===== Supplied material =====

//! Per-request context and logging middleware

use axum::{
  extract::Request,
  http::{Method, Uri},
  middleware::Next,
  response::Response,
};
use std::time::Instant;
use uuid::Uuid;

/// Request metadata injected into every handler
#[derive(Debug, Clone)]
pub struct RequestContext {
  /// Unique ID for this request; echoed as the response transaction id
  pub request_id: Uuid,
  pub method: Method,
  pub uri: Uri,
}

impl RequestContext {
  pub fn new(method: Method, uri: Uri) -> Self {
    Self { request_id: Uuid::new_v4(), method, uri }
  }

  fn describe(&self, message: &str) -> String {
    format!("[{}] {} {} - {message}", self.request_id, self.method, self.uri.path())
  }

  pub fn log_info(&self, message: &str) {
    bentley::event_info!("{}", self.describe(message));
  }

  pub fn log_warn(&self, message: &str) {
    bentley::event_warn!("{}", self.describe(message));
  }

  pub fn log_error(&self, message: &str) {
    bentley::event_error!("{}", self.describe(message));
  }
}

/// Inject a `RequestContext` and log request start and completion
pub async fn request_context_middleware(mut request: Request, next: Next) -> Response {
  let context = RequestContext::new(request.method().clone(), request.uri().clone());

  let started = Instant::now();
  bentley::verbose!("{}", context.describe("request started"));
  request.extensions_mut().insert(context.clone());

  let response = next.run(request).await;

  let duration_ms = started.elapsed().as_secs_f64() * 1000.0;
  context.log_info(&format!("{} in {duration_ms:.2}ms", response.status().as_u16()));

  response
}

=====

### [Instructions to follow]
Print all of the entries exactly as they are written.

### [Written response]
//! Per-request context and logging middleware

use axum::{
  extract::Request,
  http::{Method, Uri},
  middleware::Next,
  response::Response,
};
use std::time::Instant;
use uuid::Uuid;

/// Request metadata injected into every handler
#[derive(Debug, Clone)]
pub struct RequestContext {
  /// Unique ID for this request; echoed as the response transaction id
  pub request_id: Uuid,
  pub method: Method,
  pub uri: Uri,
}

impl RequestContext {
  pub fn new(method: Method, uri: Uri) -> Self {
    Self { request_id: Uuid::new_v4(), method, uri }
  }

  fn describe(&self, message: &str) -> String {
    format!("[{}] {} {} - {message}", self.request_id, self.method, self.uri.path())
  }

  pub fn log_info(&self, message: &str) {
    bentley::event_info!("{}", self.describe(message));
  }

  pub fn log_warn(&self, message: &str) {
    bentley::event_warn!("{}", self.describe(message));
  }

  pub fn log_error(&self, message: &str) {
    bentley::event_error!("{}", self.describe(message));
  }
}

/// Inject a `RequestContext` and log request start and completion
pub async fn request_context_middleware(mut request: Request, next: Next) -> Response {
  let context = RequestContext::new(request.method().clone(), request.uri().clone());

  let started = Instant::now();
  bentley::verbose!("{}", context.describe("request started"));
  request.extensions_mut().insert(context.clone());

  let response = next.run(request).await;

  let duration_ms = started.elapsed().as_secs_f64() * 1000.0;
  context.log_info(&format!("{} in {duration_ms:.2}ms", response.status().as_u16()));

  response
}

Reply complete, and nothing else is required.